Высокий, костистый Севостьян вздрагивал, и казалось, не столько от холода, сколько от улыбок и взглядов, направленных на него и Яковлева. Мальчишки, поддернув штаны, бродили босиком по мелководью.

Яковлев первый смело ступил в воду. За ним вошел с опущенными глазами Севостьян. Остановившись по пояс в воде, они оба что-то шептали про себя. Евангелисты, собравшиеся на берегу, повторяли за Ухабиным слова молитвы:

— «Укрепи, господи, брата моего. Да победит он на твоем пути всякие искушения и с легкостью отойдет от мира сего…»

Переминаясь с ноги на ногу, стуча от озноба зубами, Севостьян чувствовал, что теряет сознание и вот-вот упадет: он простудился за два дня до этого. Яковлев наконец произнес молитву — и Севостьян трижды погрузился с головой в воду.

Обратное шествие возглавляли заречинские евангелисты. Ребятишки, оглядываясь и свистя, бежали впереди. Севостьян, кусая губы, тяжело передвигал ноги. Казалось, все только что происшедшее придавило его к земле. То ли от холода, то ли от стыда он корчился, будто на разгорающемся пламени. Переступив порог отцовского дома, где до того происходило моленье, Севостьян тут же забрался на печь. От окон не отходили любопытные. Лежа на раскаленных кирпичах, Севостьян раскаивался:

— Замерз-то я… того и гляди, помрешь еще!

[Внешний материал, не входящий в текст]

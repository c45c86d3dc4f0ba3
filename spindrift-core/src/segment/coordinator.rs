//! Segment-aware download coordination over the sparse ring buffer.
//!
//! The coordinator presents the buffer as a sequence of segments, each
//! independently openable against a [`SegmentSource`]. It translates
//! segment-relative positions to absolute stream offsets through the
//! cumulative segment table, keeps several segment opens in flight to hide
//! per-segment setup latency, infers lengths the transport never advertises,
//! and owns the retry/timeout policy for a flaky network.

use std::collections::VecDeque;
use std::time::Duration;

use thiserror::Error;
use tokio::time::Instant;
use tracing::{debug, error, info, warn};

use crate::buffer::{BufferError, ReadSpan, RingBuffer};
use crate::config::{FetchConfig, SpindriftConfig};
use crate::segment::source::{OpenInfo, OpenRequest, SegmentSource, SourceError};
use crate::segment::{SegmentLength, SegmentTable};

/// Errors surfaced by streaming operations.
#[derive(Debug, Error)]
pub enum StreamError {
    /// Data is not available yet; the caller should retry later. Not a
    /// failure, and no progress has been lost.
    #[error("data not available yet")]
    WouldBlock,

    /// The consumer reached the end of the current segment.
    #[error("end of segment (length guessed: {length_was_guessed})")]
    EndOfSegment {
        /// Whether the segment's length was inferred from an end-of-stream
        /// signal rather than advertised.
        length_was_guessed: bool,
    },

    /// Every segment the source can enumerate has been consumed.
    #[error("no more segments")]
    NoMoreSegments,

    /// The position is outside the retained window or the known-valid range.
    #[error("position {offset} outside the addressable range")]
    OutOfRange {
        /// Offending offset.
        offset: u64,
    },

    /// The source made no progress within the configured deadline. Subject
    /// to the same retry ceiling as transport faults.
    #[error("source made no progress for {waited:?}")]
    TimedOut {
        /// How long the coordinator waited before giving up.
        waited: Duration,
    },

    /// The session was cancelled or closed.
    #[error("session aborted")]
    Aborted,

    /// The window is full; the consumer must discard bytes before more can
    /// be produced.
    #[error("no buffer space, consume before producing more")]
    NoBufferSpace,

    /// A segment exhausted its retry budget; the fault is sticky until
    /// explicitly cleared.
    #[error("segment {segment} failed permanently after {attempts} attempts")]
    Fatal {
        /// Segment that exhausted its attempts.
        segment: u64,
        /// Attempts spent before giving up.
        attempts: u32,
    },

    /// A transport fault that could not be classified and retried.
    #[error("source error: {0}")]
    Source(#[from] SourceError),
}
//! Sparse ring buffering for an unbounded logical byte stream.
//!
//! This module provides the fixed-capacity circular store that backs a
//! streaming session: a sliding window addressed by absolute offsets, with
//! explicit bookkeeping of which ranges inside the window are populated and
//! which are still holes. It knows nothing about segments or networking;
//! the download coordination layer drives it.

pub use self::holes::{Hole, HoleList};
pub use self::ring::{ReadSpan, RingBuffer, WriteSpan};
pub use self::stats::BufferStats;

mod holes;
mod ring;
mod stats;

/// Error types for random-access buffer operations.
///
/// Cursor-moving operations (`commit`, `consume`, `seek`) report refusal
/// through their return value instead; a refused call indicates a caller bug
/// and leaves the buffer untouched.
#[derive(Debug, thiserror::Error)]
pub enum BufferError {
    /// The range leaves the retained window entirely.
    #[error(
        "range {offset}+{len} outside retained window [{window_beg}, {window_end})"
    )]
    OutOfRange {
        /// Requested starting offset.
        offset: u64,
        /// Requested length in bytes.
        len: usize,
        /// Oldest retained offset.
        window_beg: u64,
        /// One past the newest retained offset.
        window_end: u64,
    },

    /// The range is inside the window but covers at least one hole.
    #[error("range {offset}+{len} covers unpopulated bytes")]
    NotResident {
        /// Requested starting offset.
        offset: u64,
        /// Requested length in bytes.
        len: usize,
    },
}
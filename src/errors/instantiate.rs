use alloc::string::String;

#[derive(thiserror::Error, Debug)]
pub enum InstantiateErrorKind {
    #[error("Incorrect argument type. Expected: {expected}, actual: {actual}")]
    IncorrectType { expected: &'static str, actual: String },
    #[error("Argument at position {position} not provided to factory")]
    MissingArgument { position: usize },
    #[error(transparent)]
    Custom(#[from] anyhow::Error),
}
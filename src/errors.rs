mod cache;
mod instantiate;
mod reflection;
mod resolve;

pub use cache::CacheErrorKind;
pub use instantiate::InstantiateErrorKind;
pub use reflection::ReflectionErrorKind;
pub use resolve::{DependencyPath, ResolveErrorKind};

Около печи стоял отец. Он был доволен; наморщив брови, спокойно утешал Севостьяна:

— Как ты, молодые, нужны богу.

К ночи Севостьяна уже палил жар. Его большое тело вздрагивало. Макаров, не отходя от сына, тихонько его успокаивал:

— Бог тебе за это даст счастья.

Не слыша отцовских слов, Севостьян хрипел, точно ему сдавливали горло. Губы его синели. Глаза были полуоткрыты, с неподвижными зрачками. Было похоже — смерть его уже пеленала. У печки плакали сестра Севостьяна Ефросинья и брат Иван. Отец оглядывался вокруг. Казалось, и он в эти минуты разыскивал глазами виновников, причинивших страдание сыну.

Третий день Севостьян метался в жару, глаза налились кровью, казалось, в них сгорал остаток его жизни. В бреду он поднялся и одним прыжком бросился к двери, но силы ему изменили, и он растянулся у порога…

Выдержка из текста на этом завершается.